◆ DATA PROVIDED
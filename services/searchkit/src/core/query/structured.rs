//! The query builder's output.
//!
//! A `StructuredQuery` is built once, handed to a backend once and
//! then dropped. It has no setters.

use crate::core::query::dsl::Clause;
use crate::core::types::SortDirection;
use serde::{Serialize, Serializer};
use serde_json::{json, Map, Value};

/// Explicit sort on a single field
#[derive(Debug, Clone, PartialEq, Eq)]
pub struct SortClause {
    pub field: String,
    pub direction: SortDirection,
}

/// Backend-neutral search request ready for execution
#[derive(Debug, Clone, PartialEq)]
pub struct StructuredQuery {
    index: String,
    offset: usize,
    limit: usize,
    clause: Clause,
    sort: Option<SortClause>,
    source: Option<Vec<String>>,
}

impl StructuredQuery {
    pub(crate) fn new(
        index: String,
        offset: usize,
        limit: usize,
        clause: Clause,
        sort: Option<SortClause>,
        source: Option<Vec<String>>,
    ) -> Self {
        Self {
            index,
            offset,
            limit,
            clause,
            sort,
            source,
        }
    }

    /// Target index name
    pub fn index(&self) -> &str {
        &self.index
    }

    /// Number of hits to skip
    pub fn offset(&self) -> usize {
        self.offset
    }

    /// Maximum number of hits to return
    pub fn limit(&self) -> usize {
        self.limit
    }

    /// Root of the clause tree
    pub fn clause(&self) -> &Clause {
        &self.clause
    }

    /// Explicit sort, if any
    pub fn sort(&self) -> Option<&SortClause> {
        self.sort.as_ref()
    }

    /// Stored fields to return; `None` means the whole document
    pub fn source(&self) -> Option<&[String]> {
        self.source.as_deref()
    }

    /// Render the full `_search` request body
    pub fn to_json(&self) -> Value {
        let mut body = Map::new();
        body.insert("from".to_string(), json!(self.offset));
        body.insert("size".to_string(), json!(self.limit));
        body.insert("query".to_string(), self.clause.to_json());
        if let Some(sort) = &self.sort {
            body.insert(
                "sort".to_string(),
                json!([{ sort.field.as_str(): { "order": sort.direction.as_str() } }]),
            );
        }
        if let Some(source) = &self.source {
            body.insert("_source".to_string(), json!(source));
        }
        Value::Object(body)
    }
}

impl Serialize for StructuredQuery {
    fn serialize<S: Serializer>(&self, serializer: S) -> std::result::Result<S::Ok, S::Error> {
        self.to_json().serialize(serializer)
    }
}
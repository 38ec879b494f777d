//! CLI test helpers
//!
//! Provides utilities for testing CLI commands including:
//! - Request argument construction with sensible defaults
//! - Fixture documents written to a temporary JSON-lines file

use crate::common::{vehicle_documents, VEHICLE_INDEX};
use searchkit::cli::commands::{RequestArgs, StrategyArg};
use std::io::Write;
use tempfile::NamedTempFile;

/// Request arguments for the vehicle index with nothing else set
pub fn request_args(strategy: StrategyArg, text: &str, fields: &[&str]) -> RequestArgs {
    RequestArgs {
        strategy,
        text: text.to_string(),
        index: VEHICLE_INDEX.to_string(),
        fields: fields.iter().map(|f| f.to_string()).collect(),
        weights: Vec::new(),
        page: 0,
        size: None,
        sort: None,
        order: None,
        slop: None,
        max_expansions: None,
        source: Vec::new(),
    }
}

/// Write the vehicle fixture as JSON lines (keep the file alive during the test)
pub fn vehicle_documents_file() -> NamedTempFile {
    let mut file = NamedTempFile::new().expect("Failed to create temp file");
    for doc in vehicle_documents() {
        writeln!(file, "{doc}").expect("Failed to write document");
    }
    file
}
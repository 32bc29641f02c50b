//! Logging and observability
//!
//! This module provides structured logging with support for:
//! - Configurable log levels
//! - Console output
//! - Local JSON file logging with rotation
//!
//! # Example
//!
//! ```no_run
//! use cloak::logging::init_logging;
//! use cloak::config::LoggingConfig;
//!
//! let config = LoggingConfig::default();
//! let _guard = init_logging("info", &config).expect("Failed to initialize logging");
//!
//! tracing::info!("Application started");
//! ```

pub mod structured;

// Re-export commonly used items
pub use structured::{init_logging, LoggingGuard};

/// Log the start of a redaction run
#[macro_export]
macro_rules! log_redaction_start {
    ($source:expr) => {
        tracing::info!(
            source = %$source,
            "Starting redaction"
        );
    };
}

/// Log the completion of a redaction run
#[macro_export]
macro_rules! log_redaction_complete {
    ($matches:expr, $duration:expr) => {
        tracing::info!(
            matches = $matches,
            duration_ms = $duration.as_millis() as u64,
            "Redaction completed"
        );
    };
}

◆ PROBLEM
Every line above that holds the string "insert" should be copied out.

◆ ANSWER FOR THE TASK
        body.insert("from".to_string(), json!(self.offset));
        body.insert("size".to_string(), json!(self.limit));
        body.insert("query".to_string(), self.clause.to_json());
            body.insert(
            body.insert("_source".to_string(), json!(source));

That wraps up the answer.